When making a decision about what type of diet to feed, you need to consider, among other things, your pet’s age, size, breed, and any existing medical problems. One of the issues with semi-moist types of food is they tend to be quite high in salt and sugar. Dogs do not need this much salt and sugar in their diet. In addition, sticky, sugary foods can contribute to dental disease.
For large-breed dogs, most people choose a dry food, for several reasons. Larger breed dogs require more food than smaller dogs, and dry food is cheaper easy to transport, store and prepare. Because canned food contains a much larger percentage of water (about 80%) than dry foods (usually 10% or less) it is usually more economical to feed on a per-serving basis.

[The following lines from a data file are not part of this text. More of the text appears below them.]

use async_trait::async_trait;
use thiserror::Error;

use crate::core::comments::CommentNode;

/// Errors coming back from Imgur.
///
/// Classification is by HTTP status only. The client maps a response to one of
/// these the moment it arrives, so nothing further up ever looks at message text.
#[derive(Debug, Error, Clone, PartialEq, Eq)]
pub enum ImgurError {
    #[error("Imgur rejected the request for {0}")]
    BadRequest(String),
    #[error("Imgur could not find {0}")]
    NotFound(String),
    #[error("Imgur rate limit hit, try again later")]
    RateLimited,
    #[error("Imgur returned {status} for {context}")]
    Status { status: u16, context: String },
    #[error("Could not reach Imgur: {0}")]
    Transport(String),
    #[error("Unexpected response from Imgur: {0}")]
    Decode(String),
}

impl ImgurError {
    /// Map a non-success status code to an error. `context` names what was
    /// being fetched, e.g. `account foo`.
    pub fn from_status(status: u16, context: impl Into<String>) -> Self {
        let context = context.into();
        match status {
            400 => ImgurError::BadRequest(context),
            404 => ImgurError::NotFound(context),
            429 => ImgurError::RateLimited,
            _ => ImgurError::Status { status, context },
        }
    }

    pub fn is_bad_request(&self) -> bool {
        matches!(self, ImgurError::BadRequest(_))
    }

    pub fn is_not_found(&self) -> bool {
        matches!(self, ImgurError::NotFound(_))
    }
}

/// Trim and check a user-supplied post id or account name before it goes
/// anywhere near a URL. Imgur ids are ASCII letters, digits, `_` and `-`.
pub fn validate_imgur_id<'a>(kind: &str, raw: &'a str) -> Result<&'a str, ImgurError> {
    let id = raw.trim();
    if id.is_empty() {
        return Err(ImgurError::BadRequest(format!("an empty {kind}")));
    }
    if !id
        .chars()
        .all(|c| c.is_ascii_alphanumeric() || c == '_' || c == '-')
    {
        return Err(ImgurError::BadRequest(format!("{kind} `{id}`")));
    }
    Ok(id)
}

#[derive(Debug, Clone, PartialEq, Eq)]
pub struct ImgurAccount {
    pub id: u64,
    pub name: String,
}

/// A gallery post, reduced to what rating classification needs.
#[derive(Debug, Clone, PartialEq, Eq)]
pub struct ImgurPost {
    pub id: String,
    pub nsfw: bool,
    pub tags: Vec<String>,
}

/// The Imgur calls the core needs. Implemented over HTTP in `infra`.
#[async_trait]
pub trait ImgurClient: Send + Sync {
    async fn get_account(&self, username: &str) -> Result<ImgurAccount, ImgurError>;
    async fn get_post(&self, post_id: &str) -> Result<ImgurPost, ImgurError>;
    /// Top-level comments of a post, with replies nested under them.
    async fn get_comments(&self, post_id: &str) -> Result<Vec<CommentNode>, ImgurError>;
}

The typical dry dog food is about 45% carbohydrate and some research suggests that this may pre-dispose certain dogs to becoming overweight and possibly developing diabetes as they get older. The typical diet of wild dogs is thought to be roughly 45% protein, 45%fat and only 5% carbohydrates. Dry pet food requires a fairly high carbohydrate content in order for the kibble pieces to stick together. However, canned food is typically much lower in carbohydrate content (about 10%). Some veterinary nutritionists recommend that dogs, especially those with a tendency toward obesity, be fed a canned diet with a protein, fat, and carbohydrate content as close as possible to a ‘wild’ diet.